(Recorded data)
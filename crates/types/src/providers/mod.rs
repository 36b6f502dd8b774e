//! On-chain access models and traits

pub mod errors;
pub mod traits;

pub use errors::{ChainError, ChainResult, ProviderError};
pub use traits::{ChainClient, ChainConnector};

use alloy::primitives::{Address, Bytes, TxHash, U256};
use serde::{Deserialize, Serialize};

/// Arguments of a SpokePool `depositV3` call
#[derive(Debug, Clone, PartialEq, Eq, Serialize, Deserialize)]
#[serde(rename_all = "camelCase")]
pub struct DepositCall {
	/// SpokePool contract on the origin chain
	pub spoke_pool: Address,
	pub depositor: Address,
	pub recipient: Address,
	pub input_token: Address,
	pub output_token: Address,
	pub input_amount: U256,
	pub output_amount: U256,
	pub destination_chain_id: u64,
	pub exclusive_relayer: Address,
	pub quote_timestamp: u32,
	pub fill_deadline: u32,
	pub exclusivity_deadline: u32,
	pub message: Bytes,
	/// Native value attached to the transaction (equals `input_amount` for native deposits)
	pub value: U256,
}

/// Summary of a mined transaction
#[derive(Debug, Clone, Copy, PartialEq, Eq, Serialize, Deserialize)]
#[serde(rename_all = "camelCase")]
pub struct TransactionOutcome {
	pub tx_hash: TxHash,
	pub block_number: u64,
	pub succeeded: bool,
	pub gas_used: u64,
}
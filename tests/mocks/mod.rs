//! Shared fixtures for integration tests
//!
//! Each test binary compiles this module separately, so not every helper is
//! used everywhere.

#![allow(dead_code)]

pub mod across_server;
pub mod fixtures;

#[allow(unused_imports)]
pub use across_server::FakeAcrossServer;
#[allow(unused_imports)]
pub use fixtures::*;
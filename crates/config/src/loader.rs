//! Configuration loading utilities

use crate::settings::{ConfigError, Settings};
use config::{Config, Environment, File, FileFormat};
use tracing::debug;

/// Load settings from `.env`, `config/config.*` and `ACROSS_BRIDGE__*` variables
///
/// Sources are layered over [`Settings::default`]; later sources win. The
/// result is not validated, call [`Settings::validate`] before use.
pub fn load_config() -> Result<Settings, ConfigError> {
	match dotenvy::dotenv() {
		Ok(path) => debug!("Loaded environment from {}", path.display()),
		Err(e) if e.not_found() => {},
		Err(e) => debug!("Ignoring unreadable .env file: {}", e),
	}

	let s = Config::builder()
		.add_source(Config::try_from(&Settings::default())?)
		.add_source(File::with_name("config/config").required(false))
		.add_source(Environment::with_prefix("ACROSS_BRIDGE").separator("__"))
		.build()?;

	Ok(s.try_deserialize()?)
}

/// Load settings from an inline TOML document layered over the defaults
pub fn load_config_from_toml(toml: &str) -> Result<Settings, ConfigError> {
	let s = Config::builder()
		.add_source(Config::try_from(&Settings::default())?)
		.add_source(File::from_str(toml, FileFormat::Toml))
		.build()?;

	Ok(s.try_deserialize()?)
}
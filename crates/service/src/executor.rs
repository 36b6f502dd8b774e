//! Bridge executor
//!
//! Submits the approval and deposit transactions for a transfer and tracks the
//! deposit until the bridge reports it filled. Every execution re-evaluates
//! the intent; a previously returned quote never authorizes a submission.

use crate::provider_pool::{ProviderHandle, ProviderPool};
use crate::quote_engine::{Evaluation, QuoteEngine};
use bridge_types::{
	Address, BridgeError, BridgeResult, ChainError, ChainResult, ExecutionResult, ExecutionStage,
	FillStatus, QuoteFailureReason, TransactionOutcome, TransferIntent, TransferPlan, TxHash,
};
use std::future::Future;
use std::time::Duration;
use tokio::time::Instant;
use tracing::{debug, info, warn};

const TRACING_TARGET: &str = "bridge_service::executor";

/// Tunables for [`BridgeExecutor`]
#[derive(Debug, Clone)]
pub struct ExecutorConfig {
	/// Blocks required on top of the approval and deposit transactions
	pub confirmations: u64,
	pub receipt_timeout: Duration,
	/// Upper bound on submissions, balance re-checks and individual status polls
	pub read_timeout: Duration,
	/// Track the deposit until it is filled before returning
	pub wait_for_fill: bool,
	pub fill_poll_interval: Duration,
	pub fill_timeout: Duration,
}

impl Default for ExecutorConfig {
	fn default() -> Self {
		Self {
			confirmations: 1,
			receipt_timeout: Duration::from_secs(120),
			read_timeout: Duration::from_secs(10),
			wait_for_fill: false,
			fill_poll_interval: Duration::from_secs(5),
			fill_timeout: Duration::from_secs(300),
		}
	}
}

/// Executes transfers planned by the [`QuoteEngine`]
#[derive(Debug, Clone)]
pub struct BridgeExecutor {
	quotes: QuoteEngine,
	config: ExecutorConfig,
}

impl BridgeExecutor {
	pub fn new(quotes: QuoteEngine, config: ExecutorConfig) -> Self {
		Self { quotes, config }
	}

	pub fn config(&self) -> &ExecutorConfig {
		&self.config
	}

	/// Re-validate, approve if needed, deposit, and optionally wait for the fill
	///
	/// Returns `Submitted` once the deposit is broadcast even if its receipt
	/// does not arrive in time. Submissions are never retried.
	///
	/// A submission that does not return within `read_timeout` fails with
	/// [`ChainError::SubmissionUnconfirmed`]: the transaction may be in the
	/// mempool already, so callers must check the signer's nonce or the
	/// bridge before trying again. A node rejection is re-checked against the
	/// signer's balances and reported as [`ChainError::InsufficientFunds`]
	/// when they no longer cover the transfer.
	pub async fn execute_dynamic_bridge(
		&self,
		pool: &ProviderPool,
		intent: &TransferIntent,
	) -> BridgeResult<ExecutionResult> {
		let plan = match self.quotes.evaluate(pool, intent).await {
			Evaluation::Feasible(plan) => *plan,
			Evaluation::Rejected(quote) => {
				return Err(BridgeError::execution_failed(
					ExecutionStage::Validation,
					BridgeError::QuoteRejected {
						reason: quote.failure_reason.unwrap_or(QuoteFailureReason::InvalidIntent),
						message: quote.error.unwrap_or_default(),
					},
				));
			},
		};

		let origin = pool
			.get_provider(intent.origin_chain_id)
			.map_err(|e| BridgeError::execution_failed(ExecutionStage::Validation, e))?;

		let approval_tx_hash = match plan.approval_token {
			Some(token) => Some(
				self.approve(&origin, token, &plan)
					.await
					.map_err(|e| BridgeError::execution_failed(ExecutionStage::Approval, e))?,
			),
			None => None,
		};

		let deposit_tx_hash = match self
			.submit(&origin, "deposit submission", async {
				origin.client.submit_deposit(&plan.deposit).await
			})
			.await
		{
			Ok(tx_hash) => tx_hash,
			Err(e) => {
				let cause = self.explain_rejection(&origin, &plan, e).await;
				return Err(BridgeError::execution_failed(ExecutionStage::Deposit, cause));
			},
		};

		let mut result = ExecutionResult::submitted(deposit_tx_hash, approval_tx_hash, plan.quote);
		info!(
			target: TRACING_TARGET,
			tx_hash = %deposit_tx_hash,
			origin = result.origin_chain_id,
			destination = result.destination_chain_id,
			"Deposit submitted"
		);

		match self.confirm(&origin, deposit_tx_hash).await {
			Ok(outcome) if outcome.succeeded => {
				result.deposit_block = Some(outcome.block_number);
				debug!(
					target: TRACING_TARGET,
					tx_hash = %deposit_tx_hash,
					block = outcome.block_number,
					gas_used = outcome.gas_used,
					"Deposit confirmed"
				);
			},
			Ok(outcome) => {
				return Err(BridgeError::execution_failed(
					ExecutionStage::Deposit,
					ChainError::Reverted {
						chain_id: origin.chain_id,
						tx_hash: Some(outcome.tx_hash),
						reason: format!("deposit reverted in block {}", outcome.block_number),
					},
				));
			},
			Err(e) => {
				warn!(
					target: TRACING_TARGET,
					tx_hash = %deposit_tx_hash,
					"Deposit receipt unavailable, keeping submitted status: {}",
					e
				);
			},
		}

		if self.config.wait_for_fill {
			result = self.wait_for_fill(result, self.config.fill_timeout).await;
		}
		Ok(result)
	}

	/// Poll the bridge until the deposit is filled, fails, or `timeout` elapses
	///
	/// Returns the last known state; a timeout leaves the status unchanged.
	pub async fn wait_for_fill(
		&self,
		mut result: ExecutionResult,
		timeout: Duration,
	) -> ExecutionResult {
		if result.is_terminal() {
			return result;
		}

		let bridge = self.quotes.bridge();
		let deadline = Instant::now() + timeout;
		loop {
			let remaining = deadline.saturating_duration_since(Instant::now());
			if remaining.is_zero() {
				info!(
					target: TRACING_TARGET,
					tx_hash = %result.deposit_tx_hash,
					timeout_ms = u64::try_from(timeout.as_millis()).unwrap_or(u64::MAX),
					"Stopped waiting for fill"
				);
				return result;
			}

			let poll = tokio::time::timeout(
				self.config.read_timeout.min(remaining),
				bridge.deposit_status(result.origin_chain_id, result.deposit_tx_hash),
			)
			.await;

			match poll {
				Ok(Ok(status)) if status.status == FillStatus::Filled => {
					result.mark_filled(status.fill_tx_hash);
					info!(
						target: TRACING_TARGET,
						tx_hash = %result.deposit_tx_hash,
						fill_tx_hash = ?result.filled_tx_hash,
						"Deposit filled"
					);
					return result;
				},
				Ok(Ok(status)) if status.status.is_failure() => {
					result.mark_failed();
					warn!(
						target: TRACING_TARGET,
						tx_hash = %result.deposit_tx_hash,
						status = ?status.status,
						"Deposit will not be filled"
					);
					return result;
				},
				Ok(Ok(_)) => {
					debug!(
						target: TRACING_TARGET,
						tx_hash = %result.deposit_tx_hash,
						"Fill pending"
					);
				},
				Ok(Err(e)) => {
					debug!(
						target: TRACING_TARGET,
						tx_hash = %result.deposit_tx_hash,
						"Deposit status poll failed: {}",
						e
					);
				},
				Err(_) => {
					debug!(
						target: TRACING_TARGET,
						tx_hash = %result.deposit_tx_hash,
						"Deposit status poll timed out"
					);
				},
			}

			let remaining = deadline.saturating_duration_since(Instant::now());
			tokio::time::sleep(self.config.fill_poll_interval.min(remaining)).await;
		}
	}

	async fn approve(
		&self,
		origin: &ProviderHandle,
		token: Address,
		plan: &TransferPlan,
	) -> ChainResult<TxHash> {
		let spender = plan.deposit.spoke_pool;
		let amount = plan.intent.amount;
		let submitted = self
			.submit(origin, "approval submission", async {
				origin.client.submit_approval(token, spender, amount).await
			})
			.await;
		let tx_hash = match submitted {
			Ok(tx_hash) => tx_hash,
			Err(e) => return Err(self.explain_rejection(origin, plan, e).await),
		};
		info!(target: TRACING_TARGET, tx_hash = %tx_hash, %token, %spender, "Approval submitted");

		let outcome = self.confirm(origin, tx_hash).await?;
		if !outcome.succeeded {
			return Err(ChainError::Reverted {
				chain_id: origin.chain_id,
				tx_hash: Some(tx_hash),
				reason: format!("approval reverted in block {}", outcome.block_number),
			});
		}
		debug!(
			target: TRACING_TARGET,
			tx_hash = %tx_hash,
			block = outcome.block_number,
			"Approval confirmed"
		);
		Ok(tx_hash)
	}

	async fn confirm(
		&self,
		origin: &ProviderHandle,
		tx_hash: TxHash,
	) -> ChainResult<TransactionOutcome> {
		let confirmations = self.config.confirmations.max(1);
		let receipt_timeout = self.config.receipt_timeout;
		self.bounded(origin, "receipt", receipt_timeout, async {
			origin
				.client
				.wait_for_confirmations(tx_hash, confirmations, receipt_timeout)
				.await
		})
		.await
	}

	/// Broadcast through `call`, bounded by `read_timeout`
	///
	/// Running out of time is not a plain timeout here, the node may have
	/// accepted the transaction before the deadline.
	async fn submit(
		&self,
		origin: &ProviderHandle,
		operation: &str,
		call: impl Future<Output = ChainResult<TxHash>>,
	) -> ChainResult<TxHash> {
		let limit = self.config.read_timeout;
		tokio::time::timeout(limit, call)
			.await
			.map_err(|_| ChainError::SubmissionUnconfirmed {
				chain_id: origin.chain_id,
				operation: operation.to_string(),
				timeout_ms: u64::try_from(limit.as_millis()).unwrap_or(u64::MAX),
			})?
	}

	/// Turn a node rejection into `InsufficientFunds` when the signer can no
	/// longer pay for the transfer; any other error is returned unchanged
	async fn explain_rejection(
		&self,
		origin: &ProviderHandle,
		plan: &TransferPlan,
		error: ChainError,
	) -> ChainError {
		if !matches!(error, ChainError::Rejected { .. }) {
			return error;
		}
		match self.funding_shortfall(origin, plan).await {
			Ok(Some(reason)) => {
				warn!(
					target: TRACING_TARGET,
					chain_id = origin.chain_id,
					"Submission rejected: {}",
					reason
				);
				ChainError::InsufficientFunds {
					chain_id: origin.chain_id,
					reason,
				}
			},
			Ok(None) => error,
			Err(e) => {
				debug!(
					target: TRACING_TARGET,
					chain_id = origin.chain_id,
					"Balance re-check after rejection failed: {}",
					e
				);
				error
			},
		}
	}

	/// What the signer is missing to pay for `plan`, if anything
	async fn funding_shortfall(
		&self,
		origin: &ProviderHandle,
		plan: &TransferPlan,
	) -> ChainResult<Option<String>> {
		let signer = origin.client.signer_address();
		let read_timeout = self.config.read_timeout;

		let native = self
			.bounded(origin, "native balance", read_timeout, origin.client.native_balance(signer))
			.await?;
		let native_needed = plan.deposit.value.saturating_add(plan.quote.fees.gas_cost);
		if native < native_needed {
			return Ok(Some(format!(
				"native balance {} is below the {} needed for value and gas",
				native, native_needed
			)));
		}

		if let Some(token) = plan.origin_token.contract_address {
			let balance = self
				.bounded(
					origin,
					"token balance",
					read_timeout,
					origin.client.token_balance(token, signer),
				)
				.await?;
			if balance < plan.intent.amount {
				return Ok(Some(format!(
					"{} balance {} is below the transfer amount {}",
					plan.origin_token.symbol, balance, plan.intent.amount
				)));
			}
		}
		Ok(None)
	}

	async fn bounded<T>(
		&self,
		origin: &ProviderHandle,
		operation: &str,
		limit: Duration,
		call: impl Future<Output = ChainResult<T>>,
	) -> ChainResult<T> {
		let timeout_ms = u64::try_from(limit.as_millis()).unwrap_or(u64::MAX);
		tokio::time::timeout(limit, call)
			.await
			.map_err(|_| ChainError::timeout(origin.chain_id, operation, timeout_ms))?
	}
}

## [TO DO]
Copy out the lines above with "BridgeError" in them.

## [TASK SOLUTION]
	Address, BridgeError, BridgeResult, ChainError, ChainResult, ExecutionResult, ExecutionStage,
				return Err(BridgeError::execution_failed(
					BridgeError::QuoteRejected {
			.map_err(|e| BridgeError::execution_failed(ExecutionStage::Validation, e))?;
					.map_err(|e| BridgeError::execution_failed(ExecutionStage::Approval, e))?,
				return Err(BridgeError::execution_failed(ExecutionStage::Deposit, cause));
				return Err(BridgeError::execution_failed(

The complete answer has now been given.